Hamazkayin Armenian Educational and Cultural Society
- Formation: 1928
- Type: NGO
- Parent organization: Armenian Revolutionary Federation
- Website: hamazkayin.com

= Hamazkayin =

Armenian cultural and educational society

The Hamazkayin Armenian Educational and Cultural Society (Համազգային Հայ Կրթական եւ Մշակութային Միութիւն) is a major cultural organization of the Armenian Diaspora.

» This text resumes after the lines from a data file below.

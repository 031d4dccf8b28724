//! Core trait definitions for the table store layer

use async_trait::async_trait;

use super::error::StorageResult;
use super::MAX_RECORDS_PER_WRITE;
use crate::orders::{DeliveryRecord, OrderRecord, RecordId};

/// Read access to the recurring orders table
#[async_trait]
pub trait OrderSource: Send + Sync {
    /// Every order in table order
    async fn list_orders(&self) -> StorageResult<Vec<OrderRecord>>;
}

/// Append-only access to the deliveries table
#[async_trait]
pub trait DeliverySink: Send + Sync {
    /// Largest batch a single `create_deliveries` call accepts
    fn max_batch_size(&self) -> usize {
        MAX_RECORDS_PER_WRITE
    }

    /// Create one batch of deliveries, returning the assigned ids in order
    async fn create_deliveries(&self, batch: Vec<DeliveryRecord>) -> StorageResult<Vec<RecordId>>;
}

/// A table store holding both tables
pub trait TableStore: Send + Sync {
    /// Short backend name for log lines
    fn backend_name(&self) -> &'static str;

    fn order_source(&self) -> &dyn OrderSource;

    fn delivery_sink(&self) -> &dyn DeliverySink;
}
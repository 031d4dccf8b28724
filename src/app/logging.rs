//! Logging configuration and initialization

use crate::app::config::AppConfig;
use tracing::{debug, trace};

/// Initialize tracing/logging for the application
pub fn init_logging(config: &AppConfig) {
    let log_level = config.log_level();

    tracing_subscriber::fmt()
        .with_env_filter(log_level)
        .with_target(config.verbose >= 2) // Show target module for -vv and above
        .with_thread_ids(config.verbose >= 3) // Show thread IDs for -vvv
        .with_line_number(config.verbose >= 3) // Show line numbers for -vvv
        .init();

    debug!("recurring-orders started with verbosity level: {}", config.verbose);
    trace!("Full CLI args: {:?}", std::env::args().collect::<Vec<_>>());
}
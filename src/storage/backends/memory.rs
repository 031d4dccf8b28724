//! In-memory table store for testing

use async_trait::async_trait;
use serde_json::json;
use std::sync::atomic::{AtomicUsize, Ordering};
use std::sync::Arc;
use tokio::sync::RwLock;

use crate::orders::{DeliveryRecord, OrderRecord, RecordId, StoredDelivery};
use crate::storage::{
    config::MemoryConfig,
    error::{StorageError, StorageResult},
    traits::{DeliverySink, OrderSource, TableStore},
    MAX_RECORDS_PER_WRITE,
};

/// In-memory orders and deliveries tables
///
/// Creating a delivery also links it back onto its order, the way a linked
/// record field behaves in the real store. Every write call is recorded so
/// tests can inspect batch sizes.
pub struct MemoryTableStore {
    orders: Arc<RwLock<Vec<OrderRecord>>>,
    deliveries: Arc<RwLock<Vec<StoredDelivery>>>,
    write_calls: Arc<RwLock<Vec<usize>>>,
    max_batch_size: usize,
    fail_on_write_call: Option<usize>,
    next_id: AtomicUsize,
}

impl MemoryTableStore {
    /// Create an empty store
    pub fn new() -> Self {
        Self::with_orders(Vec::new())
    }

    /// Create a store seeded with orders
    pub fn with_orders(orders: Vec<OrderRecord>) -> Self {
        Self {
            orders: Arc::new(RwLock::new(orders)),
            deliveries: Arc::new(RwLock::new(Vec::new())),
            write_calls: Arc::new(RwLock::new(Vec::new())),
            max_batch_size: MAX_RECORDS_PER_WRITE,
            fail_on_write_call: None,
            next_id: AtomicUsize::new(1),
        }
    }

    /// Create a store from configuration
    pub fn from_memory_config(config: &MemoryConfig) -> Self {
        Self::with_orders(config.orders.clone())
    }

    /// Lower the per-call write limit
    pub fn with_max_batch_size(mut self, max_batch_size: usize) -> Self {
        self.max_batch_size = max_batch_size;
        self
    }

    /// Fail the n-th write call (1-based) with a transport error
    pub fn failing_on_write_call(mut self, call: usize) -> Self {
        self.fail_on_write_call = Some(call);
        self
    }

    /// Snapshot of the deliveries table
    pub async fn deliveries(&self) -> Vec<StoredDelivery> {
        self.deliveries.read().await.clone()
    }

    /// Snapshot of the orders table
    pub async fn orders(&self) -> Vec<OrderRecord> {
        self.orders.read().await.clone()
    }

    /// Size of every write call received, including a failed one
    pub async fn write_calls(&self) -> Vec<usize> {
        self.write_calls.read().await.clone()
    }
}

impl Default for MemoryTableStore {
    fn default() -> Self {
        Self::new()
    }
}

#[async_trait]
impl OrderSource for MemoryTableStore {
    async fn list_orders(&self) -> StorageResult<Vec<OrderRecord>> {
        Ok(self.orders.read().await.clone())
    }
}

#[async_trait]
impl DeliverySink for MemoryTableStore {
    fn max_batch_size(&self) -> usize {
        self.max_batch_size
    }

    async fn create_deliveries(&self, batch: Vec<DeliveryRecord>) -> StorageResult<Vec<RecordId>> {
        let call_number = {
            let mut calls = self.write_calls.write().await;
            calls.push(batch.len());
            calls.len()
        };

        if self.fail_on_write_call == Some(call_number) {
            return Err(StorageError::request(format!(
                "simulated failure on write call {}",
                call_number
            )));
        }

        if batch.len() > self.max_batch_size {
            return Err(StorageError::BatchTooLarge {
                size: batch.len(),
                limit: self.max_batch_size,
            });
        }

        let mut deliveries = self.deliveries.write().await;
        let mut orders = self.orders.write().await;
        let mut ids = Vec::with_capacity(batch.len());

        for record in batch {
            let id = format!("recMem{:06}", self.next_id.fetch_add(1, Ordering::Relaxed));

            if let Some(order) = orders.iter_mut().find(|o| o.id == record.recurring_order) {
                order
                    .fields
                    .deliveries
                    .get_or_insert_with(Vec::new)
                    .push(json!({ "id": id }));
            }

            deliveries.push(StoredDelivery {
                id: id.clone(),
                fields: record,
            });
            ids.push(id);
        }

        Ok(ids)
    }
}

impl TableStore for MemoryTableStore {
    fn backend_name(&self) -> &'static str {
        "memory"
    }

    fn order_source(&self) -> &dyn OrderSource {
        self
    }

    fn delivery_sink(&self) -> &dyn DeliverySink {
        self
    }
}
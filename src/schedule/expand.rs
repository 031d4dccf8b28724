//! Expansion of a date range and weekday set into matching dates

use std::iter::FusedIterator;

use super::date::CalendarDate;
use super::weekday::WeekdaySet;

/// Inclusive day-by-day walk from a start date to an end date
///
/// Empty when start is after end. Stops at the last representable date
/// instead of wrapping.
#[derive(Debug, Clone)]
pub struct DateRange {
    next: Option<CalendarDate>,
    end: CalendarDate,
}

impl DateRange {
    pub fn inclusive(start: CalendarDate, end: CalendarDate) -> Self {
        Self {
            next: (start <= end).then_some(start),
            end,
        }
    }
}

impl Iterator for DateRange {
    type Item = CalendarDate;

    fn next(&mut self) -> Option<Self::Item> {
        let current = self.next?;
        self.next = current.succ().filter(|day| *day <= self.end);
        Some(current)
    }
}

impl FusedIterator for DateRange {}

/// Every date in `[start, end]` whose weekday is in `weekdays`, ascending
///
/// # Examples
///
/// ```
/// use recurring_orders::schedule::{expand, CalendarDate, Weekday, WeekdaySet};
///
/// let start = CalendarDate::parse("2024-03-01").unwrap();
/// let end = CalendarDate::parse("2024-03-10").unwrap();
/// let days: WeekdaySet = [Weekday::Mon, Weekday::Wed].into_iter().collect();
///
/// let dates: Vec<String> = expand(start, end, &days).iter().map(|d| d.to_string()).collect();
/// assert_eq!(dates, vec!["2024-03-04", "2024-03-06"]);
/// ```
pub fn expand(start: CalendarDate, end: CalendarDate, weekdays: &WeekdaySet) -> Vec<CalendarDate> {
    if weekdays.is_empty() {
        return Vec::new();
    }

    DateRange::inclusive(start, end)
        .filter(|day| weekdays.contains_number(day.weekday_number()))
        .collect()
}
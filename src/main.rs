use clap::Parser;
use recurring_orders::app::{self, AppConfig};
use std::path::PathBuf;

/// Expand recurring orders into dated deliveries
#[derive(Parser)]
#[command(name = "recurring-orders", version)]
#[command(about = "Expand recurring orders into one delivery per scheduled day", long_about = None)]
struct Cli {
    /// Enable verbose output (-v for debug, -vv for trace, -vvv for all)
    #[arg(short, long, action = clap::ArgAction::Count)]
    verbose: u8,

    /// Path to the job configuration file (default: ./recurring-orders.toml)
    #[arg(short = 'c', long)]
    config: Option<PathBuf>,
}

#[tokio::main(flavor = "current_thread")]
async fn main() {
    let cli = Cli::parse();
    let verbose = cli.verbose;

    if let Err(e) = run(cli).await {
        app::handle_fatal_error(e, verbose);
    }
}

async fn run(cli: Cli) -> anyhow::Result<()> {
    let config = AppConfig::new(cli.verbose)?.with_config_path(cli.config);
    let (_config, job_config) = app::initialize_app(config).await?;
    app::run_job(&job_config).await?;
    Ok(())
}
//! Delivery payload construction

use super::types::DeliveryRecord;
use super::validation::ScheduledOrder;
use crate::schedule::{expand, CalendarDate};

/// Delivery payload for one date of an order
///
/// Restaurant and hospital cells are copied as-is; an empty cell stays empty.
pub fn build_delivery(order: &ScheduledOrder, date: CalendarDate) -> DeliveryRecord {
    DeliveryRecord {
        date,
        restaurant: order.restaurant.clone(),
        hospital: order.hospital.clone(),
        recurring_order: order.id.clone(),
    }
}

/// Delivery payloads for every scheduled date of an order, in date order
pub fn build_deliveries(order: &ScheduledOrder) -> Vec<DeliveryRecord> {
    expand(order.start, order.end, &order.weekdays)
        .into_iter()
        .map(|date| build_delivery(order, date))
        .collect()
}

In addition to organizing cultural events in local Armenian communities, Hamazkayin runs three schools; publishes books through its printing press; maintains bookstores; publishes a monthly literary magazine, Pakin, organizes the Hamazkayin Forum and has established H-Pem of their Hamapem establishment. Hamazkayin is supported by a wide segment of the Armenian community and encourages active participation to the events sponsored by the community. Hamazkayin sponsors and organizes many cultural events, such as concerts by renowned artists, scientific seminars, film festivals, literary lectures and book reviews. In the United States, the Hamazkayin Armenian Educational and Cultural Society was established as a non-profit organization in 1970.

== History ==
The Hamazkayin ('All-National') Publishing and Cultural Society was founded on May 28, 1928, in Cairo, Egypt, by a group of nine Armenian intellectuals, including the writer and educator Levon Shant; historian, critic, and first minister of education of Armenia, Nigol Aghbalian; former prime minister of Armenia Hamo Ohanjanyan; revolutionary and militant Sophie Areshian, stage director and art critic Kasbar Ipegian; as well as Garabed and Drtad Malkhassian and Hagop Balekjian.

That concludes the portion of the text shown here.